Collected data entries:

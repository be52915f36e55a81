use crate::model::card::{Card, CardKind};
use serde::{Deserialize, Serialize};

/// Belief about a single stack slot.
#[derive(Debug, Clone, Copy, PartialEq, Eq, Default, Serialize, Deserialize)]
pub enum Knowledge {
    #[default]
    Unknown,
    Known(Card),
}

impl Knowledge {
    pub const fn card(self) -> Option<Card> {
        match self {
            Knowledge::Known(card) => Some(card),
            Knowledge::Unknown => None,
        }
    }

    pub fn is_kind(self, kind: CardKind) -> bool {
        matches!(self, Knowledge::Known(card) if card.is(kind))
    }

    pub fn is_known(self) -> bool {
        matches!(self, Knowledge::Known(_))
    }
}

/// Per-slot belief array. Index 0 is the bottom of the stack, the last slot
/// is the top, matching the stack's own layout.
#[derive(Debug, Clone, Default, PartialEq, Eq)]
pub struct StackBelief {
    slots: Vec<Knowledge>,
}

impl StackBelief {
    /// A belief that knows nothing about a stack of `len` cards.
    pub fn unknown(len: usize) -> Self {
        Self {
            slots: vec![Knowledge::Unknown; len],
        }
    }

    pub fn len(&self) -> usize {
        self.slots.len()
    }

    pub fn is_empty(&self) -> bool {
        self.slots.is_empty()
    }

    pub fn slots(&self) -> &[Knowledge] {
        &self.slots
    }

    /// Knowledge about the slot `depth` cards below the top (0 is the top).
    pub fn at_depth(&self, depth: usize) -> Knowledge {
        self.index_of_depth(depth)
            .map(|index| self.slots[index])
            .unwrap_or_default()
    }

    pub fn known_at(&self, depth: usize) -> Option<Card> {
        self.at_depth(depth).card()
    }

    /// Depth of the topmost slot known to hold a card of `kind`.
    pub fn position_from_top(&self, kind: CardKind) -> Option<usize> {
        self.slots
            .iter()
            .rev()
            .position(|slot| slot.is_kind(kind))
    }

    /// Depth of the bottom slot, when the stack is not empty.
    pub fn bottom_depth(&self) -> Option<usize> {
        self.slots.len().checked_sub(1)
    }

    pub fn known_count(&self) -> usize {
        self.slots.iter().filter(|slot| slot.is_known()).count()
    }

    pub fn iter_top_down(&self) -> impl Iterator<Item = &Knowledge> {
        self.slots.iter().rev()
    }

    fn index_of_depth(&self, depth: usize) -> Option<usize> {
        self.slots.len().checked_sub(depth + 1)
    }

    pub(crate) fn pop_top(&mut self) -> Option<Knowledge> {
        self.slots.pop()
    }

    pub(crate) fn pop_bottom(&mut self) -> Option<Knowledge> {
        if self.slots.is_empty() {
            None
        } else {
            Some(self.slots.remove(0))
        }
    }

    pub(crate) fn remove(&mut self, index: usize) -> Option<Knowledge> {
        (index < self.slots.len()).then(|| self.slots.remove(index))
    }

    pub(crate) fn insert(&mut self, index: usize, knowledge: Knowledge) {
        self.slots.insert(index, knowledge);
    }

    pub(crate) fn push_top(&mut self, knowledge: Knowledge) {
        self.slots.push(knowledge);
    }

    pub(crate) fn swap_ends(&mut self) {
        if let Some(last) = self.slots.len().checked_sub(1) {
            self.slots.swap(0, last);
        }
    }

    /// Forgets everything, e.g. after an unseen reorder of the whole stack.
    pub(crate) fn invalidate(&mut self, len: usize) {
        self.slots.clear();
        self.slots.resize(len, Knowledge::Unknown);
    }

    pub(crate) fn record(&mut self, depth: usize, card: Card) {
        if let Some(index) = self.index_of_depth(depth) {
            self.slots[index] = Knowledge::Known(card);
        }
    }
}
use super::{Decision, DecisionRule, Policy, PolicyContext};
use rand::seq::SliceRandom;
use rand::{Rng, RngCore};
use tracing::{Level, event};

/// Ignores the stack entirely: a coin flip between playing a random card and
/// drawing. A full hand always plays.
#[derive(Debug, Clone, Copy, Default)]
pub struct RandomPolicy;

impl RandomPolicy {
    pub fn new() -> Self {
        Self
    }
}

impl Policy for RandomPolicy {
    fn decide(&mut self, ctx: &PolicyContext<'_>, rng: &mut dyn RngCore) -> Decision {
        let decision = random_choice(ctx, rng);
        event!(
            target: "bombcat_bot::decision",
            Level::DEBUG,
            seat = %ctx.seat,
            policy = "random",
            rule = decision.rule.as_str(),
            hand_size = ctx.hand.len(),
        );
        decision
    }

    fn name(&self) -> &'static str {
        "random"
    }
}

pub(super) fn random_choice(ctx: &PolicyContext<'_>, rng: &mut dyn RngCore) -> Decision {
    let Some(&card) = ctx.playable.choose(rng) else {
        return Decision::draw(DecisionRule::NothingPlayable);
    };
    if ctx.is_hand_full() {
        return Decision::play(card, DecisionRule::HandFull);
    }
    if rng.gen_bool(0.5) {
        Decision::play(card, DecisionRule::RandomPlay)
    } else {
        Decision::draw(DecisionRule::RandomDraw)
    }
}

Exercise prompt:
Go over the records above and tally the lines with the word "impl" in them. Give the number alone.

Exercise response:
5